The acquisition was accompanied by promises from Red Ventures CEO Ric Elias that CNET would continue to operate as an independent publication, with clear guardrails in place to separate the journalism from business interests. But former employees say that these lines were repeatedly breached, with journalists being pressured to work on advertisements for companies they covered, such as Volvo and Arlo.
The story of the CNET Smart Home exemplifies the erosion of ethical standards at the outlet. The Smart Home, a testing ground for home products, had become a beloved brand in its own right. But when Red Ventures came in, the pressure to produce sponsored content proved too great for some teams, leading to layoffs and departures. An advertising deal with GE Appliances even put the future of the Smart Home itself in jeopardy, before being moved to an off-site location.
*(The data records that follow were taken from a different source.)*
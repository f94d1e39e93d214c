//! Human-readable and JSON formatting of chains and analysis reports.

use crate::analyze::ChainReport;
use crate::chain::Chain;
use crate::fields::{CertStatus, ChainOrder};
use crate::CertchainError;
use serde::Serialize;
use std::collections::BTreeSet;
use std::fmt::Write;

/// Format a chain, one certificate per block, in the requested order.
///
/// Certificates are numbered by chain position (0 = leaf) in both orders.
pub fn display_chain(chain: &Chain, order: ChainOrder) -> String {
    let mut out = String::new();
    let entries: Vec<_> = match order {
        ChainOrder::FromLeaf => chain.iter().enumerate().collect(),
        ChainOrder::FromRoot => chain.iter().enumerate().rev().collect(),
    };

    for (idx, cert) in entries {
        let _ = writeln!(out, "Cert # {}:", idx);
        let _ = writeln!(out, "  Subject: {}", cert.subject());
        let _ = writeln!(out, "  Issuer: {}", cert.issuer());
        out.push_str("  --->\n");
    }
    out.push_str("***End of Chain***\n");
    out
}

/// Summary of adjacent-pair consistency.
pub fn display_mismatches(report: &ChainReport) -> String {
    let mut out = String::new();
    let _ = writeln!(out, "Total certificates: {}", report.length);
    let _ = writeln!(out, "Total pairs: {}", report.total_pairs);
    let _ = writeln!(out, "Mismatched pairs: {}", report.mismatches);
    if report.is_fully_valid() {
        out.push_str("The chain is fully valid!\n");
    } else {
        let _ = writeln!(
            out,
            "The chain has {} (out of {}) mismatched pair(s).",
            report.mismatches, report.total_pairs
        );
    }
    out
}

/// Valid subchain count and positions.
pub fn display_subchains(report: &ChainReport) -> String {
    let subchains: Vec<String> = report
        .subchains
        .subchains
        .iter()
        .map(format_indices)
        .collect();
    format!(
        "Total valid subchains: {}, Subchain index: [{}]\n",
        report.subchains.count,
        subchains.join(", ")
    )
}

/// Public and private leaf counts and positions.
pub fn display_leaf_counts(report: &ChainReport) -> String {
    let mut out = String::new();
    let _ = writeln!(
        out,
        "Total Public Leaf Certificates: {}",
        report.leaves.public.count
    );
    let _ = writeln!(
        out,
        "Public Leaf Certificate index: {}",
        format_indices(&report.leaves.public.indices)
    );
    let _ = writeln!(
        out,
        "Total Private Leaf Certificates: {}",
        report.leaves.private.count
    );
    let _ = writeln!(
        out,
        "Private Leaf Certificate index: {}",
        format_indices(&report.leaves.private.indices)
    );
    out
}

/// Per-certificate status flags, one block per chain position.
pub fn display_statuses(statuses: &[CertStatus]) -> String {
    let mut out = String::new();
    for (idx, status) in statuses.iter().enumerate() {
        let _ = writeln!(out, "Cert # {}:", idx);
        for (name, value) in [
            ("isSelfSigned", status.is_self_signed),
            ("isSubjectCNFQDN", status.is_subject_cn_fqdn),
            ("isInterception", status.is_interception),
            ("isPublic", status.is_public),
            ("isIssuerCrossSigned", status.is_issuer_cross_signed),
            ("isSubjectCrossSigned", status.is_subject_cross_signed),
            ("isPubLeaf", status.is_pub_leaf()),
            ("isPrivLeaf", status.is_priv_leaf()),
        ] {
            let _ = writeln!(out, "  {}: {}", name, value);
        }
    }
    out
}

/// Full text report for one chain.
pub fn display_report(report: &ChainReport) -> String {
    let mut out = String::new();
    out.push_str(&display_mismatches(report));
    let _ = writeln!(
        out,
        "Cross-signed pairs: {}, Cross-signed index: {}",
        report.cross_signs.count,
        format_indices(&report.cross_signs.indices)
    );
    out.push_str(&display_subchains(report));
    out.push_str(&display_leaf_counts(report));
    let _ = writeln!(out, "Leaf total: {}", report.leaf_total);
    let _ = writeln!(out, "Category: {}", report.category);
    let _ = writeln!(out, "Complete chain: {}", report.complete_chain);
    match report.contains_complete_chain {
        Some(n) => {
            let _ = writeln!(out, "Subchains with a single leaf: {}", n);
        }
        None => out.push_str("Subchains with a single leaf: n/a\n"),
    }
    if report.only_self_signed {
        out.push_str("Only a self-signed certificate was presented.\n");
    }
    if report.statuses.iter().any(|s| s.is_interception) {
        out.push_str("Interception issuer detected.\n");
    }
    out
}

/// Serialize a report (or any other value) as pretty-printed JSON.
pub fn to_json<T: Serialize + ?Sized>(value: &T) -> Result<String, CertchainError> {
    Ok(serde_json::to_string_pretty(value)?)
}

fn format_indices(indices: &BTreeSet<usize>) -> String {
    let items: Vec<String> = indices.iter().map(usize::to_string).collect();
    format!("{{{}}}", items.join(", "))
}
The situation was not limited to the Smart Home team, as reporters were also pressured to appear in advertisements, despite the ethical quandaries this posed. This led to a “culture of yes men” at CNET, where those who disagreed with Red Ventures initiatives faced job loss or replacement with more compliant staff.
As the GE Appliances ad was released and the Smart Home was put up for sale, many of the original staff had already left the company. Those who remained or were laid off spoke of a toxic work environment, where dissent was not tolerated.
In the end, the fate of CNET serves as a cautionary tale about the dangers of corporations with profit-driven agendas taking over a respected source of journalism. The ethical boundaries that once separated advertising and editorial have been erased, leaving the outlet’s credibility in tatters.